Segment Open
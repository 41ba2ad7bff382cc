//! Shared fixtures for preset tests.

use reqgen_core::config::{Config, Input};
use reqgen_core::pipeline::{self, FileFetcher, Run};
use reqgen_core::preset::Preset;

/// A compact document exercising path, query, body, and response mapping.
pub(crate) fn petstore() -> serde_json::Value {
    serde_json::json!({
        "swagger": "2.0",
        "info": { "title": "Petstore", "version": "1.0.0" },
        "host": "petstore.example.com",
        "basePath": "/v2",
        "schemes": ["https"],
        "paths": {
            "/pet/{petId}": {
                "get": {
                    "summary": "Find pet by ID",
                    "parameters": [
                        { "name": "petId", "in": "path", "required": true, "type": "integer" },
                        { "name": "verbose", "in": "query", "type": "boolean" }
                    ],
                    "responses": {
                        "200": { "schema": { "$ref": "#/definitions/Pet" } }
                    }
                }
            },
            "/pet": {
                "post": {
                    "summary": "Add a new pet",
                    "parameters": [
                        {
                            "name": "pet",
                            "in": "body",
                            "required": true,
                            "schema": { "$ref": "#/definitions/Pet" }
                        }
                    ],
                    "responses": {
                        "200": { "schema": { "$ref": "#/definitions/Pet" } }
                    }
                }
            }
        },
        "definitions": {
            "Pet": {
                "type": "object",
                "required": ["name"],
                "properties": {
                    "id": { "type": "integer", "format": "int64" },
                    "name": { "type": "string" }
                }
            }
        }
    })
}

/// Render one emitted scope (0 = requests, then declarations, then hooks)
/// for `preset` against the petstore document, without touching disk.
pub(crate) fn render_scope(preset: Preset, index: usize) -> String {
    let config = Config {
        input: Input::Json { json: petstore() },
        ..Config::default()
    };
    let original = pipeline::fetch(Run::new(config, preset), &FileFetcher).unwrap();
    let parsed = pipeline::parse(original).unwrap();
    let compiled = pipeline::compile(parsed);
    compiled.codes[index].1.clone()
}

/// Render the request scope for `preset` against the petstore document.
pub(crate) fn render_main(preset: Preset) -> String {
    render_scope(preset, 0)
}
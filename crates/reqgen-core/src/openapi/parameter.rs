use serde::{Deserialize, Serialize};

use super::schema::Schema;

/// Where a parameter is carried in the request.
#[derive(Debug, Clone, Copy, PartialEq, Eq, Serialize, Deserialize)]
#[serde(rename_all = "camelCase")]
pub enum Location {
    Path,
    Query,
    Header,
    Body,
    FormData,
    Cookie,
}

/// A v2 or v3 parameter object.
///
/// v2 inlines the schema keywords (`type`, `format`, `items`, `enum`) on the
/// parameter itself; v3 nests them under `schema`. Both survive here and
/// [`Parameter::effective_schema`] folds them into one shape.
#[derive(Debug, Clone, PartialEq, Serialize, Deserialize)]
pub struct Parameter {
    pub name: String,

    #[serde(rename = "in")]
    pub location: Location,

    #[serde(skip_serializing_if = "Option::is_none")]
    pub description: Option<String>,

    #[serde(default)]
    pub required: bool,

    #[serde(skip_serializing_if = "Option::is_none")]
    pub schema: Option<Schema>,

    #[serde(rename = "type", skip_serializing_if = "Option::is_none")]
    pub param_type: Option<String>,

    #[serde(skip_serializing_if = "Option::is_none")]
    pub format: Option<String>,

    #[serde(skip_serializing_if = "Option::is_none")]
    pub items: Option<Box<Schema>>,

    #[serde(rename = "enum", default, skip_serializing_if = "Vec::is_empty")]
    pub enum_values: Vec<serde_json::Value>,
}

impl Parameter {
    /// The schema describing this parameter's value, whichever spec version
    /// supplied it.
    pub fn effective_schema(&self) -> Schema {
        if let Some(schema) = &self.schema {
            return schema.clone();
        }
        Schema {
            schema_type: self.param_type.clone(),
            format: self.format.clone(),
            items: self.items.clone(),
            enum_values: self.enum_values.clone(),
            description: self.description.clone(),
            ..Schema::default()
        }
    }
}
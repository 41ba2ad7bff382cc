use crate::ir::{requiredness_of, Requiredness, StatementField};
use crate::literal::LiteralField;
use crate::preset::QueryStrategy;

use super::url_syntax::UrlDraft;

/// Route the grouped query parameter to wherever the target client accepts
/// it.
///
/// `Options` leaves the shorthand entry alone (the client takes the object
/// under the slot name). `SearchParams` re-keys it wrapped in
/// `new URLSearchParams(...)`. `UrlSuffix` removes it from the options and
/// appends a search-string expression to the URL instead. When the slot is
/// absent this is a no-op.
pub fn transform_query_params(
    options: &mut Vec<LiteralField>,
    url: &mut UrlDraft,
    fields: &[StatementField],
    slot: &str,
    strategy: QueryStrategy,
) {
    let requiredness = requiredness_of(fields, slot);
    if requiredness == Requiredness::Absent {
        return;
    }

    let entries_expr = if requiredness.is_optional() {
        format!("new URLSearchParams(Object.entries({slot} || {{}}))")
    } else {
        format!("new URLSearchParams(Object.entries({slot}))")
    };

    match strategy {
        QueryStrategy::Options => {}
        QueryStrategy::SearchParams { key } => {
            if let Some(entry) = find_shorthand(options, slot) {
                *entry = LiteralField::pair(key, entries_expr);
            }
        }
        QueryStrategy::UrlSuffix => {
            options.retain(|f| !matches!(f, LiteralField::Shorthand(name) if name == slot));
            url.push_literal("?");
            url.push_expr(entries_expr);
        }
    }
}

fn find_shorthand<'a>(
    options: &'a mut [LiteralField],
    slot: &str,
) -> Option<&'a mut LiteralField> {
    options
        .iter_mut()
        .find(|f| matches!(f, LiteralField::Shorthand(name) if name == slot))
}
/**
 * Restaurant Review Server Entry Point
 *
 * Parses the command line, initializes tracing, builds the runtime and
 * serves the Axum application until the process is stopped.
 */

use clap::Parser;
use restaurant_reviews::backend::server::{create_app, ServerArgs};

fn main() -> Result<(), Box<dyn std::error::Error>> {
    // Load environment variables from .env file if present
    dotenv::dotenv().ok();

    let config = ServerArgs::parse().into_config()?;

    let env_filter =
        std::env::var("RUST_LOG").unwrap_or_else(|_| config.log_filter().to_string());

    tracing_subscriber::fmt()
        .with_env_filter(tracing_subscriber::EnvFilter::new(&env_filter))
        .init();

    tracing::debug!("Tracing initialized with filter {}", env_filter);

    let runtime = if config.threaded {
        tokio::runtime::Builder::new_multi_thread()
            .enable_all()
            .build()?
    } else {
        tokio::runtime::Builder::new_current_thread()
            .enable_all()
            .build()?
    };

    runtime.block_on(async move {
        let app = create_app(&config).await?;

        tracing::info!("Starting server on {}", config.addr);
        let listener = tokio::net::TcpListener::bind(config.addr).await?;
        tracing::info!("Listening on http://{}", listener.local_addr()?);

        axum::serve(listener, app).await?;

        Ok::<(), Box<dyn std::error::Error>>(())
    })
}
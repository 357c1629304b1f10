//! Routes Module
//!
//! HTTP route configuration for the application.
//!
//! # Module Structure
//!
//! ```text
//! routes/
//! ├── mod.rs      - Module exports and redirect helper
//! └── router.rs   - Main router creation
//! ```

/// Main router creation
pub mod router;

use axum::{
    http::{header::LOCATION, StatusCode},
    response::{IntoResponse, Response},
};

pub use router::create_router;

/// `302 Found` redirect to a local path
pub fn redirect_to(path: &'static str) -> Response {
    (StatusCode::FOUND, [(LOCATION, path)]).into_response()
}
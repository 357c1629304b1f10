//! Server Module
//!
//! Initialization and configuration of the Axum HTTP server.
//!
//! # Module Structure
//!
//! ```text
//! server/
//! ├── mod.rs          - Module exports and documentation
//! ├── state.rs        - AppState and page rendering
//! ├── config.rs       - Command-line flags and validated configuration
//! └── init.rs         - App creation
//! ```
//!
//! # Initialization Flow
//!
//! 1. **Configuration**: `ServerArgs` parsed by clap, validated into `ServerConfig`
//! 2. **Pool**: SQLite pool created once, schema bootstrapped
//! 3. **State**: Pool and renderer wrapped in `AppState`
//! 4. **Router**: All routes configured

/// Application state management
pub mod state;

/// Server configuration loading
pub mod config;

/// Server initialization
pub mod init;

// Re-export commonly used types
pub use config::{ServerArgs, ServerConfig};
pub use init::{create_app, create_app_with};
pub use state::AppState;
/**
 * Server Configuration
 *
 * Startup flags and their validated form. Configuration is read once from
 * the command line (and `DATABASE_URL` in the environment or a `.env` file)
 * and is not reloadable.
 *
 * # Flags
 *
 * ```text
 * restaurant-server [--debug] [--threaded] [--database-url URL] [--max-connections N] [HOST] [PORT]
 * ```
 *
 * - `HOST` defaults to `0.0.0.0` (all interfaces)
 * - `PORT` defaults to `8111`
 * - `--debug` raises the default log level to `debug`
 * - `--threaded` serves on the multi-threaded runtime
 */

use std::net::{IpAddr, SocketAddr};
use std::time::Duration;

use clap::Parser;
use thiserror::Error;

use crate::backend::database::DatabaseConfig;

/// Command-line arguments of the server binary
#[derive(Parser, Debug, Clone)]
#[command(author, version, about = "Restaurant review web server")]
pub struct ServerArgs {
    /// Interface to listen on
    #[arg(value_name = "HOST", default_value = "0.0.0.0")]
    pub host: String,

    /// Port to listen on
    #[arg(value_name = "PORT", default_value_t = 8111)]
    pub port: u16,

    /// Verbose logging
    #[arg(long)]
    pub debug: bool,

    /// Serve requests on a multi-threaded runtime
    #[arg(long)]
    pub threaded: bool,

    /// Connection string of the relational store
    #[arg(
        long,
        env = "DATABASE_URL",
        default_value = "sqlite://restaurant_reviews.db?mode=rwc"
    )]
    pub database_url: String,

    /// Maximum pooled connections
    #[arg(long, default_value_t = 5)]
    pub max_connections: u32,
}

/// Validated server configuration
#[derive(Debug, Clone)]
pub struct ServerConfig {
    pub addr: SocketAddr,
    pub debug: bool,
    pub threaded: bool,
    pub database: DatabaseConfig,
}

impl Default for ServerConfig {
    fn default() -> Self {
        Self {
            addr: SocketAddr::from(([0, 0, 0, 0], 8111)),
            debug: false,
            threaded: false,
            database: DatabaseConfig::default(),
        }
    }
}

/// Configuration errors
#[derive(Debug, Error, PartialEq)]
pub enum ConfigError {
    #[error("invalid host: {0}")]
    InvalidHost(String),
    #[error("missing value: {0}")]
    MissingValue(&'static str),
    #[error("max connections must be at least 1")]
    NoConnections,
}

impl ServerArgs {
    /// Validate the arguments and build a `ServerConfig`
    pub fn into_config(self) -> Result<ServerConfig, ConfigError> {
        let host = match self.host.as_str() {
            "localhost" => IpAddr::from([127, 0, 0, 1]),
            other => other
                .parse::<IpAddr>()
                .map_err(|_| ConfigError::InvalidHost(self.host.clone()))?,
        };

        if self.database_url.trim().is_empty() {
            return Err(ConfigError::MissingValue("database url"));
        }
        if self.max_connections == 0 {
            return Err(ConfigError::NoConnections);
        }

        Ok(ServerConfig {
            addr: SocketAddr::new(host, self.port),
            debug: self.debug,
            threaded: self.threaded,
            database: DatabaseConfig {
                url: self.database_url,
                max_connections: self.max_connections,
                acquire_timeout: Duration::from_secs(5),
            },
        })
    }
}

impl ServerConfig {
    /// Default tracing filter for this configuration
    pub fn log_filter(&self) -> &'static str {
        if self.debug {
            "debug"
        } else {
            "info"
        }
    }
}
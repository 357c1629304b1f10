//! Backend Error Module
//!
//! Error types for the HTTP handlers and their conversion into responses.
//!
//! # Module Structure
//!
//! ```text
//! error/
//! ├── mod.rs        - Module exports and documentation
//! ├── types.rs      - Error type definitions
//! └── conversion.rs - IntoResponse implementation
//! ```

/// Error type definitions
pub mod types;

/// Error conversion implementations
pub mod conversion;

// Re-export commonly used types
pub use types::BackendError;
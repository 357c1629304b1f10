/**
 * Router Configuration
 *
 * Combines every route into a single Axum router.
 *
 * # Routes
 *
 * | Route | Methods | Auth |
 * |---|---|---|
 * | `/` | GET | required |
 * | `/restaurant` | GET | required |
 * | `/restaurant/{id}` | GET | required |
 * | `/add_restaurant` | GET, POST | required |
 * | `/add_review` | GET, POST | required |
 * | `/add_dish` | GET, POST | required |
 * | `/dishes` | GET | required |
 * | `/login` | GET, POST | none |
 * | `/register` | GET, POST | none |
 * | `/logout` | GET | none |
 * | `/static/{*path}` | GET | none |
 *
 * Unknown paths fall back to a 404 page.
 */

use axum::{routing::get, Router};
use tower_http::services::ServeDir;

use crate::backend::auth::{login, login_form, logout, register, register_form};
use crate::backend::dishes::handlers::{add_dish, add_dish_form, dishes};
use crate::backend::error::BackendError;
use crate::backend::restaurants::handlers::{
    add_restaurant, add_restaurant_form, restaurant_info, restaurants,
};
use crate::backend::reviews::handlers::{add_review, add_review_form, index};
use crate::backend::server::state::AppState;

/// Create the Axum router with all routes configured
pub fn create_router(app_state: AppState) -> Router<()> {
    let router = Router::new()
        .route("/", get(index))
        .route("/restaurant", get(restaurants))
        .route("/restaurant/{restaurant_id}", get(restaurant_info))
        .route(
            "/add_restaurant",
            get(add_restaurant_form).post(add_restaurant),
        )
        .route("/add_review", get(add_review_form).post(add_review))
        .route("/add_dish", get(add_dish_form).post(add_dish))
        .route("/dishes", get(dishes))
        .route("/login", get(login_form).post(login))
        .route("/register", get(register_form).post(register))
        .route("/logout", get(logout));

    // Static assets from ./static
    let router = router.nest_service("/static", ServeDir::new("static"));

    // Fallback handler for 404
    let router = router.fallback(|| async { BackendError::not_found("Page not found") });

    router.with_state(app_state)
}
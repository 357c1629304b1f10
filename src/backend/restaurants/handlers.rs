//! Restaurant HTTP Handlers
//!
//! - `GET /restaurant` - listing with optional `search` and `rating` filters
//! - `GET /restaurant/{id}` - one restaurant with its dishes and reviews
//! - `GET /add_restaurant` - restaurant form
//! - `POST /add_restaurant` - insert a restaurant

use axum::{
    extract::{Path, State},
    response::{IntoResponse, Response},
};
use serde_json::json;

use super::db::{self, NewRestaurant, RestaurantQuery};
use crate::backend::database::DbConn;
use crate::backend::dishes::db::{list_allergen_names_for_dish, list_dishes_for_restaurant};
use crate::backend::error::BackendError;
use crate::backend::middleware::{CurrentUser, Fields, FormFields, QueryFields};
use crate::backend::reviews::db::list_reviews_for_restaurant;
use crate::backend::routes::redirect_to;
use crate::backend::server::state::AppState;
use crate::backend::templates::{Page, Template};

/// Query string of the listing page
#[derive(Debug, Default)]
pub struct RestaurantParams {
    pub search: Option<String>,
    pub rating: Option<String>,
}

impl RestaurantParams {
    pub fn from_fields(fields: &Fields) -> Self {
        Self {
            search: fields.first("search"),
            rating: fields.first("rating"),
        }
    }

    /// Convert raw parameters into typed filters
    ///
    /// An empty `rating` means no minimum. Anything else must be a number.
    pub fn to_query(&self) -> Result<RestaurantQuery, BackendError> {
        let min_rating = match self.rating.as_deref().map(str::trim) {
            None | Some("") => None,
            Some(raw) => Some(raw.parse::<f64>().map_err(|_| {
                BackendError::bad_request(format!("invalid rating '{raw}'"))
            })?),
        };

        Ok(RestaurantQuery {
            search: self.search.clone(),
            min_rating,
        })
    }
}

/// `GET /restaurant`
pub async fn restaurants(
    CurrentUser(_): CurrentUser,
    State(state): State<AppState>,
    QueryFields(fields): QueryFields,
    mut db: DbConn,
) -> Result<Page, BackendError> {
    let params = RestaurantParams::from_fields(&fields);
    let query = params.to_query()?;
    tracing::debug!("Restaurant listing with {:?}", query);

    let restaurants = db::list_restaurants(db.get()?, &query).await?;

    state.render(
        Template::Restaurants,
        &json!({
            "data": restaurants,
            "search": params.search,
            "rating": params.rating,
        }),
    )
}

/// `GET /restaurant/{restaurant_id}`
///
/// A non-numeric id is treated like an unknown one.
pub async fn restaurant_info(
    CurrentUser(_): CurrentUser,
    State(state): State<AppState>,
    Path(raw_id): Path<String>,
    mut db: DbConn,
) -> Result<Page, BackendError> {
    let not_found = || BackendError::not_found(format!("Restaurant {raw_id} not found"));
    let restaurant_id: i64 = raw_id.parse().map_err(|_| not_found())?;

    let conn = db.get()?;
    let restaurant = db::get_restaurant_summary(conn, restaurant_id)
        .await?
        .ok_or_else(not_found)?;

    let mut dishes = list_dishes_for_restaurant(conn, restaurant_id).await?;
    for dish in &mut dishes {
        dish.allergens = list_allergen_names_for_dish(conn, dish.dish_id).await?;
    }

    let reviews = list_reviews_for_restaurant(conn, restaurant_id).await?;

    state.render(
        Template::RestaurantInfo,
        &json!({
            "restaurant": restaurant,
            "dishes": dishes,
            "reviews": reviews,
        }),
    )
}

/// `GET /add_restaurant`
pub async fn add_restaurant_form(
    CurrentUser(_): CurrentUser,
    State(state): State<AppState>,
) -> Result<Page, BackendError> {
    state.render(Template::AddRestaurant, &json!({ "message": null }))
}

/// `POST /add_restaurant`
pub async fn add_restaurant(
    CurrentUser(user_id): CurrentUser,
    State(state): State<AppState>,
    mut db: DbConn,
    FormFields(fields): FormFields,
) -> Result<Response, BackendError> {
    let restaurant = NewRestaurant {
        name: fields.first("name"),
        address: fields.first("address"),
        cuisine: fields.first("cuisine"),
    };

    let result = db::create_restaurant(db.get()?, &restaurant).await;
    match result {
        Ok(restaurant_id) => {
            tracing::info!("Restaurant {} added by user {}", restaurant_id, user_id);
            Ok(redirect_to("/restaurant"))
        }
        Err(e) => {
            tracing::warn!("Restaurant add failed: {}", e);
            let message = format!("Restaurant Add Failed: {e}");
            let page = state.render(Template::AddRestaurant, &json!({ "message": message }))?;
            Ok(page.into_response())
        }
    }
}
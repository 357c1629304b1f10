//! Dishes Module
//!
//! Dish listing with allergen exclusion and dish submission. Allergen
//! lookups are shared with the restaurant page.

/// Database operations
pub mod db;

/// HTTP handlers
pub mod handlers;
Segment Closed
PROBLEM STATEMENT
Find the word "ServerArgs" in the entries above and gather every line that holds it.

ANSWER FOR THE TASK
use restaurant_reviews::backend::server::{create_app, ServerArgs};
    let config = ServerArgs::parse().into_config()?;
//! 1. **Configuration**: `ServerArgs` parsed by clap, validated into `ServerConfig`
pub use config::{ServerArgs, ServerConfig};
pub struct ServerArgs {
impl ServerArgs {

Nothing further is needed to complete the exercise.